6.5. The Triangle Counting / Clustering Coefficient algorithm

This section describes the Triangle Count or Clustering Coefficient algorithm in the Neo4j Graph Algorithms library.

Triangle counting is a community detection graph algorithm that is used to determine the number of triangles passing through each node in the graph. A triangle is a set of three nodes, where each node has a relationship to all other nodes.

This section includes:

6.5.1. History and explanation

Triangle counting gained popularity in social network analysis, where it is used to detect communities and measure the cohesiveness of those communities. It can also be used to determine the stability of a graph, and is often used as part of the computation of network indices, such as the clustering coefficient.

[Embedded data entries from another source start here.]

// Workbench state - the single immutable application snapshot

use crate::editor_state::EditorState;
use crate::nodes::Nodes;

/// The beliefs document being edited.
#[derive(Debug, Clone, PartialEq)]
pub struct Beliefs {
    pub nodes: Nodes,
    pub language: String,
    pub model_name: String,
}

/// Process-wide application state. Every command produces a fresh value via
/// the reducer; no transition mutates the previous snapshot in place.
#[derive(Debug, Clone, PartialEq)]
pub struct WorkbenchState {
    pub beliefs: Beliefs,
    /// Title of the node currently being edited, or `None` in graph view.
    pub currently_editing: Option<String>,
    /// The edit form state for the node being edited.
    pub new_properties: EditorState,
    /// The URL for storing the current beliefs.
    pub current_url: Option<String>,
}

impl WorkbenchState {
    pub fn new(beliefs: Beliefs) -> Self {
        Self {
            beliefs,
            currently_editing: None,
            new_properties: EditorState::default(),
            current_url: None,
        }
    }
}

/// Map over every port of every node, replacing each port's parent list with
/// the callback's result. Nodes without parents pass through untouched; the
/// input state is never modified.
pub fn map_parents(
    old_state: &WorkbenchState,
    callback: impl Fn(&str, &str, &[String]) -> Vec<String>,
) -> WorkbenchState {
    let nodes = old_state
        .beliefs
        .nodes
        .iter()
        .map(|(node_id, node)| {
            let mut node = node.clone();
            if let Some(parents) = node.parents_mut() {
                for (port_id, parent_ids) in parents.iter_mut() {
                    *parent_ids = callback(node_id, port_id, parent_ids);
                }
            }
            (node_id.clone(), node)
        })
        .collect();
    WorkbenchState {
        beliefs: Beliefs {
            nodes,
            ..old_state.beliefs.clone()
        },
        ..old_state.clone()
    }
}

There are two types of clustering coefficient:

Local clustering coefficient
The local clustering coefficient of a node is the likelihood that its neighbours are also connected. The computation of this score involves triangle counting.
Global clustering coefficient
The global clustering coefficient is the normalized sum of those local clustering coefficients.

The transitivity coefficient of a graph is sometimes used, which is three times the number of triangles divided by the number of triples in the graph. For more information, see "Finding, Counting and Listing all Triangles in Large Graphs, An Experimental Study".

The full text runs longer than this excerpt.